Two way streets get modeled as two edges – one in each direction.)
For a less obvious example of this, we can look at something very close to home for me. There’s
a very famous software tool, first implemented at Bell Labs, called “make”. The purpose of make
is to provide an automated way of compiling software, which ensures that no more work is done compiling than necessary.
This is important, because there are often many steps to compiling a software system. For example, a program that I wrote to generate some fractals consists of:
- a graph description file (GDF).
- A python program which processes the GDF, and generates a C++ program.

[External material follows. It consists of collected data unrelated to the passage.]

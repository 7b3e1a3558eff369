//! Request validation gates applied before a command reaches the internal bus.

use std::collections::BTreeMap;

use cmdbridge_types::{BridgeError, Method};
use serde_json::Value;

/// Query parameter asking the device service to publish the reading as an event.
pub const PUSH_EVENT: &str = "ds-pushevent";
/// Query parameter asking the device service to return the reading.
pub const RETURN_EVENT: &str = "ds-returnevent";

const VALUE_TRUE: &str = "true";
const VALUE_FALSE: &str = "false";

/// Accept exactly the case-insensitive strings `get` and `set`.
pub fn validate_method(method: &str) -> Result<Method, BridgeError> {
    method.parse()
}

/// Check the query parameters of a `get` request: a flat mapping of
/// non-empty names to string values.
///
/// `set` requests carry their values in the payload, which the device service
/// validates, so they pass unconditionally.
pub fn validate_query_params(
    method: Method,
    params: &BTreeMap<String, Value>,
) -> Result<(), BridgeError> {
    if method == Method::Set {
        return Ok(());
    }
    for (name, value) in params {
        if name.trim().is_empty() {
            return Err(BridgeError::Validation(
                "invalid query parameter: empty parameter name".to_string(),
            ));
        }
        let Some(value) = value.as_str() else {
            return Err(BridgeError::Validation(format!(
                "invalid query parameter {name}: expected a string value, got {value}"
            )));
        };
        if (name == PUSH_EVENT || name == RETURN_EVENT) && value != VALUE_TRUE && value != VALUE_FALSE {
            return Err(BridgeError::Validation(format!(
                "invalid query parameter, {name} has to be '{VALUE_TRUE}' or '{VALUE_FALSE}', got '{value}'"
            )));
        }
    }
    Ok(())
}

- A library – that is, a set of other C++ sources that aren’t specific to one particular
image, but which know how to generate “pdf” image files – that is used by the C++ program to
generate the image.
- The C++ standard library – which is used both by the program generated from my GDF file,
and by the PDF library. I don’t have to compile this – but it’s a component that gets
included to turn anything into an executable.
So, to generate an image, I write a GDF. Then the python program runs on the GDF, generating
a C++ program. Then the C++ program is compiled. The library is compiled; and then the compiled
C++ program and the two libraries are linked and run, to generate the image.
Suppose I write a GDF file which generates a nice picture of the mandelbrot set. Then I run
make to compile it. It generates C++, compiles the C++ and the library, and runs the program
to generate the image.
Then I want to use a different GDF file – this time, I want to generate a Julia fractal. There’s no
reason to recompile the C++ library. I already did that when I was generating a mandelbrot, and
the library hasn’t changed. I can just re-use the library from last time.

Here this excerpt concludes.